EndpointLimitWindowBlock Duration
/api/v1/monitor/events100 requests1 minute5 minutes
/api/v1/heartbeat60 requests1 minute5 minutes
/api/v1/monitors30 requests1 minute1 minute

Rate Limit Headers

All API responses include rate limit headers so you can track your usage:

X-RateLimit-Remaining: 95
X-RateLimit-Reset: 1703980800
Retry-After: 60  (only when rate limited)

Rate Limit Response

When you exceed the rate limit, you'll receive a 429 Too Many Requests response:

{
  "error": "Rate limit exceeded",
  "retryAfter": 60
}

Automatic Blocking

API keys that repeatedly exceed rate limits (10+ violations in 60 minutes) are temporarily blocked and will receive a 403 Forbidden response. This protects against abuse and ensures fair usage for all users.

Payload Size Limits

To prevent memory exhaustion, all endpoints have payload size limits:

EndpointMax Payload Size
/api/v1/monitor/events100 KB
/api/v1/heartbeat10 KB
/api/v1/monitors10 KB

Array Limits

The /api/v1/monitor/events endpoint has additional limits on array sizes:

FieldMax Items
events100 items per batch
stats50 endpoints
wsStats20 WebSocket connections

The frontend monitor automatically batches events and respects these limits.

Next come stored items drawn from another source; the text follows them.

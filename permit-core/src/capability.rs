//! Capability identifiers and grant results.
//!
//! A [`Capability`] names one gated operation on the host, such as reading
//! SMS or fine location. Capabilities are opaque to the negotiator: it only
//! compares them and hands them back to the host.

use serde::{Deserialize, Serialize};
use std::borrow::Cow;

/// An opaque identifier for one runtime-gated operation.
///
/// # Example
///
/// ```rust
/// use permit_core::capability::{self, Capability};
///
/// let sms = Capability::new("android.permission.READ_SMS");
/// assert_eq!(sms, capability::READ_SMS);
/// assert_eq!(sms.as_str(), "android.permission.READ_SMS");
/// ```
#[derive(Debug, Clone, PartialEq, Eq, Hash, PartialOrd, Ord, Serialize, Deserialize)]
#[serde(transparent)]
pub struct Capability(Cow<'static, str>);

impl Capability {
    /// Create a capability from any string.
    pub fn new(name: impl Into<String>) -> Self {
        Self(Cow::Owned(name.into()))
    }

    /// Create a capability from a static string without allocating.
    pub const fn from_static(name: &'static str) -> Self {
        Self(Cow::Borrowed(name))
    }

    /// The identifier as the host knows it.
    pub fn as_str(&self) -> &str {
        &self.0
    }

    /// The identifier without its `android.permission.` namespace, for display.
    pub fn short_name(&self) -> &str {
        self.0.rsplit('.').next().unwrap_or(&self.0)
    }
}

impl std::fmt::Display for Capability {
    fn fmt(&self, f: &mut std::fmt::Formatter<'_>) -> std::fmt::Result {
        f.write_str(&self.0)
    }
}

impl From<&str> for Capability {
    fn from(name: &str) -> Self {
        Self::new(name)
    }
}

impl From<String> for Capability {
    fn from(name: String) -> Self {
        Self::new(name)
    }
}

impl AsRef<str> for Capability {
    fn as_ref(&self) -> &str {
        self.as_str()
    }
}

pub const ACCESS_COARSE_LOCATION: Capability =
    Capability::from_static("android.permission.ACCESS_COARSE_LOCATION");
pub const ACCESS_FINE_LOCATION: Capability =
    Capability::from_static("android.permission.ACCESS_FINE_LOCATION");
pub const WRITE_EXTERNAL_STORAGE: Capability =
    Capability::from_static("android.permission.WRITE_EXTERNAL_STORAGE");
pub const READ_EXTERNAL_STORAGE: Capability =
    Capability::from_static("android.permission.READ_EXTERNAL_STORAGE");
pub const READ_CONTACTS: Capability = Capability::from_static("android.permission.READ_CONTACTS");
pub const READ_PHONE_STATE: Capability =
    Capability::from_static("android.permission.READ_PHONE_STATE");
pub const READ_SMS: Capability = Capability::from_static("android.permission.READ_SMS");
pub const READ_CALL_LOG: Capability = Capability::from_static("android.permission.READ_CALL_LOG");

/// The capability set the reference client asks for on startup.
pub fn standard_set() -> Vec<Capability> {
    vec![
        ACCESS_COARSE_LOCATION,
        ACCESS_FINE_LOCATION,
        WRITE_EXTERNAL_STORAGE,
        READ_EXTERNAL_STORAGE,
        READ_CONTACTS,
        READ_PHONE_STATE,
        READ_SMS,
        READ_CALL_LOG,
    ]
}

/// Outcome of a grant for one capability, using the host's numeric convention.
///
/// `0` means granted and `-1` means denied. The default is `Granted` because
/// freshly allocated result storage is zero-filled.
#[derive(Debug, Clone, Copy, PartialEq, Eq, Hash, Default, Serialize, Deserialize)]
#[serde(into = "i32", from = "i32")]
pub enum GrantResult {
    #[default]
    Granted,
    Denied,
}

impl GrantResult {
    pub const GRANTED_CODE: i32 = 0;
    pub const DENIED_CODE: i32 = -1;

    /// Map a raw host code. Anything other than `0` is a denial.
    pub fn from_code(code: i32) -> Self {
        if code == Self::GRANTED_CODE {
            GrantResult::Granted
        } else {
            GrantResult::Denied
        }
    }

    /// The numeric form the host uses.
    pub fn code(self) -> i32 {
        match self {
            GrantResult::Granted => Self::GRANTED_CODE,
            GrantResult::Denied => Self::DENIED_CODE,
        }
    }

    pub fn is_granted(self) -> bool {
        self == GrantResult::Granted
    }
}

impl From<i32> for GrantResult {
    fn from(code: i32) -> Self {
        Self::from_code(code)
    }
}

impl From<GrantResult> for i32 {
    fn from(result: GrantResult) -> Self {
        result.code()
    }
}

impl From<bool> for GrantResult {
    fn from(granted: bool) -> Self {
        if granted {
            GrantResult::Granted
        } else {
            GrantResult::Denied
        }
    }
}

impl std::fmt::Display for GrantResult {
    fn fmt(&self, f: &mut std::fmt::Formatter<'_>) -> std::fmt::Result {
        match self {
            GrantResult::Granted => write!(f, "granted"),
            GrantResult::Denied => write!(f, "denied"),
        }
    }
}
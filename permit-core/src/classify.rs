//! Capability classification.
//!
//! Partitions a requested set into what is already granted, what can be
//! requested silently and what needs an explanation first.

use crate::capability::Capability;
use crate::check::has_permission;
use crate::host::{PermissionHost, RuntimeGrantProbe};
use serde::Serialize;

/// Live grant state of one capability.
#[derive(Debug, Clone, Copy, PartialEq, Eq, Hash, Serialize)]
#[serde(rename_all = "snake_case")]
pub enum GrantState {
    /// Usable now.
    Granted,
    /// Not granted and never declined in a way that asks for an explanation.
    DeniedSilently,
    /// Declined before; the host wants a rationale shown before asking again.
    DeniedWithRationale,
}

impl GrantState {
    pub fn is_granted(self) -> bool {
        self == GrantState::Granted
    }
}

impl std::fmt::Display for GrantState {
    fn fmt(&self, f: &mut std::fmt::Formatter<'_>) -> std::fmt::Result {
        match self {
            GrantState::Granted => write!(f, "granted"),
            GrantState::DeniedSilently => write!(f, "denied"),
            GrantState::DeniedWithRationale => write!(f, "denied (rationale owed)"),
        }
    }
}

/// Determine the grant state of a single capability from live host state.
pub fn grant_state<H, P>(host: &H, probe: &P, capability: &Capability) -> GrantState
where
    H: PermissionHost + ?Sized,
    P: RuntimeGrantProbe + ?Sized,
{
    if has_permission(host, probe, capability) {
        GrantState::Granted
    } else if host.should_show_rationale(capability) {
        GrantState::DeniedWithRationale
    } else {
        GrantState::DeniedSilently
    }
}

/// Per-entry grant states of a requested set, in request order.
///
/// Duplicated capabilities keep one entry each.
#[derive(Debug, Clone, PartialEq, Eq, Default, Serialize)]
pub struct Classification {
    entries: Vec<(Capability, GrantState)>,
}

impl Classification {
    /// Entries in request order.
    pub fn entries(&self) -> &[(Capability, GrantState)] {
        &self.entries
    }

    /// State of the entry at `index` in the requested set.
    pub fn state_at(&self, index: usize) -> Option<GrantState> {
        self.entries.get(index).map(|(_, state)| *state)
    }

    /// Ungranted capabilities that can be requested without explanation.
    pub fn fresh(&self) -> Vec<Capability> {
        self.with_state(GrantState::DeniedSilently)
    }

    /// Ungranted capabilities that need a rationale before re-requesting.
    pub fn rationale(&self) -> Vec<Capability> {
        self.with_state(GrantState::DeniedWithRationale)
    }

    /// Capabilities that are already usable.
    pub fn granted(&self) -> Vec<Capability> {
        self.with_state(GrantState::Granted)
    }

    /// True when every requested capability is already granted.
    pub fn is_satisfied(&self) -> bool {
        self.entries.iter().all(|(_, state)| state.is_granted())
    }

    pub fn len(&self) -> usize {
        self.entries.len()
    }

    pub fn is_empty(&self) -> bool {
        self.entries.is_empty()
    }

    fn with_state(&self, wanted: GrantState) -> Vec<Capability> {
        self.entries
            .iter()
            .filter(|(_, state)| *state == wanted)
            .map(|(capability, _)| capability.clone())
            .collect()
    }
}

impl FromIterator<(Capability, GrantState)> for Classification {
    fn from_iter<I: IntoIterator<Item = (Capability, GrantState)>>(iter: I) -> Self {
        Self {
            entries: iter.into_iter().collect(),
        }
    }
}

/// Classify every capability in `requested` against live host state.
///
/// # Example
///
/// ```rust
/// use permit_core::capability::{READ_CONTACTS, READ_SMS, ACCESS_FINE_LOCATION};
/// use permit_core::classify::classify;
/// use permit_core::test_utils::{FakeHost, FixedProbe};
///
/// let host = FakeHost::new()
///     .with_granted(ACCESS_FINE_LOCATION)
///     .with_rationale(READ_CONTACTS);
///
/// let classification = classify(
///     &host,
///     &FixedProbe::runtime(),
///     &[ACCESS_FINE_LOCATION, READ_CONTACTS, READ_SMS],
/// );
/// assert_eq!(classification.granted(), vec![ACCESS_FINE_LOCATION]);
/// assert_eq!(classification.rationale(), vec![READ_CONTACTS]);
/// assert_eq!(classification.fresh(), vec![READ_SMS]);
/// ```
pub fn classify<H, P>(host: &H, probe: &P, requested: &[Capability]) -> Classification
where
    H: PermissionHost + ?Sized,
    P: RuntimeGrantProbe + ?Sized,
{
    requested
        .iter()
        .map(|capability| (capability.clone(), grant_state(host, probe, capability)))
        .collect()
}

#[cfg(test)]
mod tests {
    use super::*;
    use crate::capability::{
        ACCESS_FINE_LOCATION, READ_CALL_LOG, READ_CONTACTS, READ_SMS, WRITE_EXTERNAL_STORAGE,
    };
    use crate::test_utils::{FakeHost, FixedProbe};

    #[test]
    fn test_subsets_are_disjoint_and_ordered() {
        let host = FakeHost::new()
            .with_granted(ACCESS_FINE_LOCATION)
            .with_rationale(READ_CONTACTS)
            .with_rationale(READ_CALL_LOG);

        let requested = vec![
            READ_CALL_LOG,
            ACCESS_FINE_LOCATION,
            READ_SMS,
            READ_CONTACTS,
            WRITE_EXTERNAL_STORAGE,
        ];
        let classification = classify(&host, &FixedProbe::runtime(), &requested);

        assert_eq!(classification.len(), 5);
        assert_eq!(classification.granted(), vec![ACCESS_FINE_LOCATION]);
        assert_eq!(classification.fresh(), vec![READ_SMS, WRITE_EXTERNAL_STORAGE]);
        assert_eq!(classification.rationale(), vec![READ_CALL_LOG, READ_CONTACTS]);
        assert!(!classification.is_satisfied());
    }

    #[test]
    fn test_granted_capability_never_asks_for_rationale() {
        // Host still reports the rationale flag, but a granted capability
        // must not be routed anywhere
        let host = FakeHost::new()
            .with_granted(READ_SMS)
            .with_rationale(READ_SMS);

        let classification = classify(&host, &FixedProbe::runtime(), &[READ_SMS]);
        assert!(classification.is_satisfied());
        assert!(classification.rationale().is_empty());
        assert!(!host.rationale_queries().contains(&READ_SMS));
    }

    #[test]
    fn test_duplicates_classified_independently() {
        let host = FakeHost::new();
        let classification =
            classify(&host, &FixedProbe::runtime(), &[READ_SMS, READ_SMS, READ_SMS]);

        assert_eq!(classification.fresh(), vec![READ_SMS, READ_SMS, READ_SMS]);
    }

    #[test]
    fn test_pre_runtime_host_is_satisfied() {
        let host = FakeHost::new().with_rationale(READ_CONTACTS);
        let classification = classify(&host, &FixedProbe::legacy(), &[READ_CONTACTS, READ_SMS]);

        assert!(classification.is_satisfied());
        assert!(classification.fresh().is_empty());
        assert!(classification.rationale().is_empty());
    }

    #[test]
    fn test_reclassification_sees_live_state() {
        let host = FakeHost::new();
        let probe = FixedProbe::runtime();

        assert_eq!(
            classify(&host, &probe, &[READ_SMS]).state_at(0),
            Some(GrantState::DeniedSilently)
        );

        host.set_rationale(READ_SMS, true);
        assert_eq!(
            classify(&host, &probe, &[READ_SMS]).state_at(0),
            Some(GrantState::DeniedWithRationale)
        );

        host.grant(READ_SMS);
        assert_eq!(
            classify(&host, &probe, &[READ_SMS]).state_at(0),
            Some(GrantState::Granted)
        );
    }

    #[test]
    fn test_empty_request_is_satisfied() {
        let classification = classify(&FakeHost::new(), &FixedProbe::runtime(), &[]);
        assert!(classification.is_empty());
        assert!(classification.is_satisfied());
    }
}
//! Evenly spaced color sequences between two RGB endpoints.
//!
//! A sequence of `t` steps samples the interpolation factor at
//!
//! ```text
//! factor_step = 1 / (t − 1)
//! factor(i)   = factor_step × i,   i ∈ [0, t − 1]
//! ```
//!
//! so step 0 is the first endpoint and step `t − 1` the second. Sketches use
//! these to animate a color transition one frame per step.

use serde::{Deserialize, Serialize};

use crate::color::{RgbColor, RgbaColor};
use crate::error::ColorError;
use crate::interpolate::interpolate_rgb;

fn check_steps(steps: usize) -> Result<(), ColorError> {
    if steps < 2 {
        tracing::debug!("rejecting step sequence of {steps} steps");
        return Err(ColorError::TooFewSteps { steps });
    }
    Ok(())
}

/// The `i`-th of `t` evenly spaced colors from `c1` to `c2`, opaque.
///
/// # Errors
/// [`ColorError::TooFewSteps`] if `t < 2`, and [`ColorError::StepOutOfRange`]
/// if `i >= t`.
pub fn step_color(c1: RgbColor, c2: RgbColor, t: usize, i: usize) -> Result<RgbaColor, ColorError> {
    check_steps(t)?;
    if i >= t {
        return Err(ColorError::StepOutOfRange { index: i, steps: t });
    }
    Ok(sample(c1, c2, t, i))
}

// i / (t − 1) rather than factor_step × i: the product can land one ulp
// short of 1.0 on the last step (e.g. t = 50).
fn sample(c1: RgbColor, c2: RgbColor, t: usize, i: usize) -> RgbaColor {
    interpolate_rgb(c1, c2, i as f64 / (t - 1) as f64).to_rgba(1.0)
}

/// A validated step sequence, loadable from sketch configuration.
#[derive(Debug, Clone, Copy, PartialEq, Serialize, Deserialize)]
#[serde(try_from = "RawGradient")]
pub struct Gradient {
    from: RgbColor,
    to: RgbColor,
    steps: usize,
}

#[derive(Deserialize)]
struct RawGradient {
    from: RgbColor,
    to: RgbColor,
    steps: usize,
}

impl TryFrom<RawGradient> for Gradient {
    type Error = ColorError;

    fn try_from(raw: RawGradient) -> Result<Self, Self::Error> {
        Gradient::new(raw.from, raw.to, raw.steps)
    }
}

impl Gradient {
    /// # Errors
    /// [`ColorError::TooFewSteps`] if `steps < 2`.
    pub fn new(from: RgbColor, to: RgbColor, steps: usize) -> Result<Self, ColorError> {
        check_steps(steps)?;
        Ok(Self { from, to, steps })
    }

    pub fn start(&self) -> RgbColor {
        self.from
    }

    pub fn end(&self) -> RgbColor {
        self.to
    }

    pub fn steps(&self) -> usize {
        self.steps
    }

    /// Distance in factor space between consecutive steps.
    pub fn factor_step(&self) -> f64 {
        1.0 / (self.steps - 1) as f64
    }

    /// # Errors
    /// [`ColorError::StepOutOfRange`] if `index >= self.steps()`.
    pub fn color(&self, index: usize) -> Result<RgbaColor, ColorError> {
        step_color(self.from, self.to, self.steps, index)
    }

    /// Iterate over every step in order.
    pub fn colors(&self) -> GradientIter {
        GradientIter {
            gradient: *self,
            front: 0,
            back: self.steps,
        }
    }

    pub fn to_vec(&self) -> Vec<RgbaColor> {
        self.colors().collect()
    }
}

impl IntoIterator for &Gradient {
    type Item = RgbaColor;
    type IntoIter = GradientIter;

    fn into_iter(self) -> GradientIter {
        self.colors()
    }
}

/// Iterator over the colors of a [`Gradient`].
#[derive(Debug, Clone)]
pub struct GradientIter {
    gradient: Gradient,
    front: usize,
    back: usize,
}

impl GradientIter {
    fn at(&self, index: usize) -> RgbaColor {
        let g = &self.gradient;
        sample(g.from, g.to, g.steps, index)
    }
}

impl Iterator for GradientIter {
    type Item = RgbaColor;

    fn next(&mut self) -> Option<RgbaColor> {
        if self.front >= self.back {
            return None;
        }
        let color = self.at(self.front);
        self.front += 1;
        Some(color)
    }

    fn size_hint(&self) -> (usize, Option<usize>) {
        let len = self.back - self.front;
        (len, Some(len))
    }
}

impl DoubleEndedIterator for GradientIter {
    fn next_back(&mut self) -> Option<RgbaColor> {
        if self.front >= self.back {
            return None;
        }
        self.back -= 1;
        Some(self.at(self.back))
    }
}

impl ExactSizeIterator for GradientIter {}

#[cfg(test)]
mod tests {
    use super::*;

    const EPSILON: f64 = 1e-6;

    fn red() -> RgbColor {
        RgbColor::new(1.0, 0.0, 0.0)
    }

    fn blue() -> RgbColor {
        RgbColor::new(0.0, 0.0, 1.0)
    }

    #[test]
    fn test_step_endpoints() {
        for t in 2..64 {
            assert_eq!(step_color(red(), blue(), t, 0).unwrap(), red().to_rgba(1.0), "t={t}");
            assert_eq!(
                step_color(red(), blue(), t, t - 1).unwrap(),
                blue().to_rgba(1.0),
                "t={t}"
            );
        }
    }

    #[test]
    fn test_step_alpha_is_opaque() {
        let c = step_color(red(), blue(), 5, 2).unwrap();
        assert_eq!(c.a, 1.0);
        assert_eq!(c, RgbaColor::opaque(0.5, 0.0, 0.5));
    }

    #[test]
    fn test_single_step_is_rejected() {
        assert_eq!(
            step_color(red(), blue(), 1, 0),
            Err(ColorError::TooFewSteps { steps: 1 })
        );
        assert_eq!(
            step_color(red(), blue(), 0, 0),
            Err(ColorError::TooFewSteps { steps: 0 })
        );
    }

    #[test]
    fn test_index_past_end_is_rejected() {
        assert_eq!(
            step_color(red(), blue(), 4, 4),
            Err(ColorError::StepOutOfRange { index: 4, steps: 4 })
        );
    }

    #[test]
    fn test_steps_are_evenly_spaced() {
        let c1 = RgbColor::new(0.1, 0.2, 0.9);
        let c2 = RgbColor::new(0.9, 0.6, 0.1);
        let t = 9;
        let factor_step = 1.0 / (t - 1) as f64;
        let colors: Vec<RgbColor> = (0..t)
            .map(|i| step_color(c1, c2, t, i).unwrap().rgb())
            .collect();
        for pair in colors.windows(2) {
            let dr = pair[1].r - pair[0].r;
            let expected = factor_step * (c2.r - c1.r);
            assert!((dr - expected).abs() < EPSILON, "{dr:.8} vs {expected:.8}");
        }
    }

    #[test]
    fn test_gradient_requires_two_steps() {
        assert_eq!(
            Gradient::new(red(), blue(), 1),
            Err(ColorError::TooFewSteps { steps: 1 })
        );
    }

    #[test]
    fn test_gradient_iter_matches_step_color() {
        let gradient = Gradient::new(red(), blue(), 6).unwrap();
        let colors = gradient.to_vec();
        assert_eq!(colors.len(), 6);
        assert_eq!(gradient.colors().len(), 6);
        for (i, c) in colors.iter().enumerate() {
            assert_eq!(*c, gradient.color(i).unwrap());
        }
        assert!((gradient.factor_step() - 0.2).abs() < 1e-12);
    }

    #[test]
    fn test_gradient_iter_reversed() {
        let gradient = Gradient::new(red(), blue(), 3).unwrap();
        let mut forward = gradient.to_vec();
        forward.reverse();
        let backward: Vec<_> = gradient.colors().rev().collect();
        assert_eq!(forward, backward);
    }
}
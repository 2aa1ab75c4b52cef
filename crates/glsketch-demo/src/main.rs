//! glsketch demo — prints a step gradient as hex colors.
//!
//! Stands in for a sketch's color setup: it resolves the configured gradient,
//! owns the random generator, and writes each step to stdout for inspection.

mod config;
mod error;

use std::io::Write;
use std::process::ExitCode;

use glsketch_color::{Gradient, RgbaColor, random_color, rgb_to_hex};
use rand::SeedableRng;
use rand::rngs::StdRng;
use tracing_subscriber::EnvFilter;

use crate::config::AppConfig;
use crate::error::DemoError;

fn main() -> ExitCode {
    init_tracing();

    let config = AppConfig::default();
    match run(&config, &mut std::io::stdout().lock()) {
        Ok(()) => ExitCode::SUCCESS,
        Err(e) => {
            tracing::error!("glsketch demo failed: {e}");
            ExitCode::FAILURE
        }
    }
}

/// Log to stderr, filtered by `RUST_LOG` (default `info`).
fn init_tracing() {
    let filter = EnvFilter::try_from_default_env().unwrap_or_else(|_| EnvFilter::new("info"));
    tracing_subscriber::fmt()
        .with_env_filter(filter)
        .with_writer(std::io::stderr)
        .init();
}

fn run(config: &AppConfig, out: &mut impl Write) -> Result<(), DemoError> {
    let gradient = config.gradient()?;
    tracing::info!(
        "printing {} steps from {} to {}",
        gradient.steps(),
        gradient.start(),
        gradient.end()
    );
    write_gradient(&gradient, out)?;

    if config.random {
        let color = match config.seed {
            Some(seed) => {
                tracing::debug!("random color seeded with {seed}");
                random_color(&mut StdRng::seed_from_u64(seed))
            }
            None => random_color(&mut rand::rng()),
        };
        write_line("random", color, out)?;
    }
    Ok(())
}

fn write_gradient(gradient: &Gradient, out: &mut impl Write) -> std::io::Result<()> {
    for (i, color) in gradient.colors().enumerate() {
        write_line(&i.to_string(), color, out)?;
    }
    Ok(())
}

fn write_line(label: &str, color: RgbaColor, out: &mut impl Write) -> std::io::Result<()> {
    writeln!(
        out,
        "{label}\t{}\t{:.4} {:.4} {:.4}",
        rgb_to_hex(color.rgb()),
        color.r,
        color.g,
        color.b
    )
}
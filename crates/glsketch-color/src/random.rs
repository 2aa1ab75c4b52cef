//! Random opaque colors for visual variety.

use rand::Rng;

use crate::color::RgbaColor;

/// An opaque color with each RGB channel drawn uniformly from `[0, 1)`.
///
/// The generator is supplied by the caller. Pass `rand::rng()` for the
/// thread-local generator, or a seeded `StdRng` for reproducible output.
pub fn random_color<R: Rng>(rng: &mut R) -> RgbaColor {
    RgbaColor::opaque(
        rng.random_range(0.0..1.0),
        rng.random_range(0.0..1.0),
        rng.random_range(0.0..1.0),
    )
}

#[cfg(test)]
mod tests {
    use rand::SeedableRng;
    use rand::rngs::StdRng;

    use super::*;

    #[test]
    fn test_random_color_is_opaque_and_in_range() {
        let mut rng = StdRng::seed_from_u64(7);
        for _ in 0..1000 {
            let c = random_color(&mut rng);
            assert_eq!(c.a, 1.0);
            for v in [c.r, c.g, c.b] {
                assert!((0.0..1.0).contains(&v), "channel out of range: {v}");
            }
        }
    }

    #[test]
    fn test_same_seed_same_colors() {
        let mut a = StdRng::seed_from_u64(42);
        let mut b = StdRng::seed_from_u64(42);
        for _ in 0..16 {
            assert_eq!(random_color(&mut a), random_color(&mut b));
        }
    }

    #[test]
    fn test_thread_local_rng() {
        let c = random_color(&mut rand::rng());
        assert_eq!(c.a, 1.0);
    }
}
//! `#rrggbb` encoding and decoding, and the round-half-up helper behind it.

use crate::color::RgbColor;
use crate::error::ColorError;

/// Round `val` at `places` decimal places, going up when the fractional
/// part is at least `round_on`.
///
/// ```text
/// digit = val × 10^places
/// out   = (fract(digit) >= round_on ? ceil(digit) : floor(digit)) / 10^places
/// ```
///
/// `fract` keeps the sign of `val`, so negative values always take the
/// floor branch for any positive `round_on`.
pub fn round_half_up(val: f64, round_on: f64, places: i32) -> f64 {
    let pow = 10_f64.powi(places);
    let digit = pow * val;
    let rounded = if digit.fract() >= round_on {
        digit.ceil()
    } else {
        digit.floor()
    };
    rounded / pow
}

fn channel_to_u8(v: f64) -> u8 {
    // NaN saturates to 0 in the cast.
    round_half_up(v * 255.0, 0.5, 0).clamp(0.0, 255.0) as u8
}

/// Encode an RGB color as lowercase `#rrggbb`.
///
/// Channels are scaled by 255 and rounded half up. Anything outside
/// `[0, 1]` saturates to `00` or `ff`.
pub fn rgb_to_hex(c: RgbColor) -> String {
    format!(
        "#{:02x}{:02x}{:02x}",
        channel_to_u8(c.r),
        channel_to_u8(c.g),
        channel_to_u8(c.b)
    )
}

/// Parse `#rrggbb`, `rrggbb`, `#rgb`, or `rgb` into normalized channels.
pub fn parse_hex(s: &str) -> Result<RgbColor, ColorError> {
    let invalid = || ColorError::InvalidHex(s.to_string());

    let digits = s.trim().strip_prefix('#').unwrap_or(s.trim());
    if !digits.bytes().all(|b| b.is_ascii_hexdigit()) {
        return Err(invalid());
    }

    let [r, g, b] = match digits.len() {
        6 => {
            let value = u32::from_str_radix(digits, 16).map_err(|_| invalid())?;
            [(value >> 16) & 0xff, (value >> 8) & 0xff, value & 0xff]
        }
        3 => {
            let value = u32::from_str_radix(digits, 16).map_err(|_| invalid())?;
            // #abc expands to #aabbcc
            [(value >> 8) & 0xf, (value >> 4) & 0xf, value & 0xf].map(|n| n * 0x11)
        }
        _ => return Err(invalid()),
    };

    Ok(RgbColor::new(
        f64::from(r) / 255.0,
        f64::from(g) / 255.0,
        f64::from(b) / 255.0,
    ))
}
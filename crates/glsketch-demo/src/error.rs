use glsketch_color::ColorError;

#[derive(Debug, thiserror::Error)]
pub enum DemoError {
    #[error(transparent)]
    Color(#[from] ColorError),
    #[error("gradient file: {0}")]
    Json(#[from] serde_json::Error),
    #[error("I/O error: {0}")]
    Io(#[from] std::io::Error),
}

If you're making direct API calls, ensure your payloads stay within these limits.

Alerts

Configure alerts in your Dashboard to get notified when things go wrong.

Pipeline Stale

Get notified if a pipeline misses its expected heartbeat

High Error Rate

Alert when API error rate exceeds your threshold

Slow Responses

Know when P95 latency goes above acceptable limits

Pipeline Failed

Immediate notification when a job reports failure

Notification Channels

Alerts can be sent via Email or Browser alerts. Configure your preferred channels in the Dashboard settings.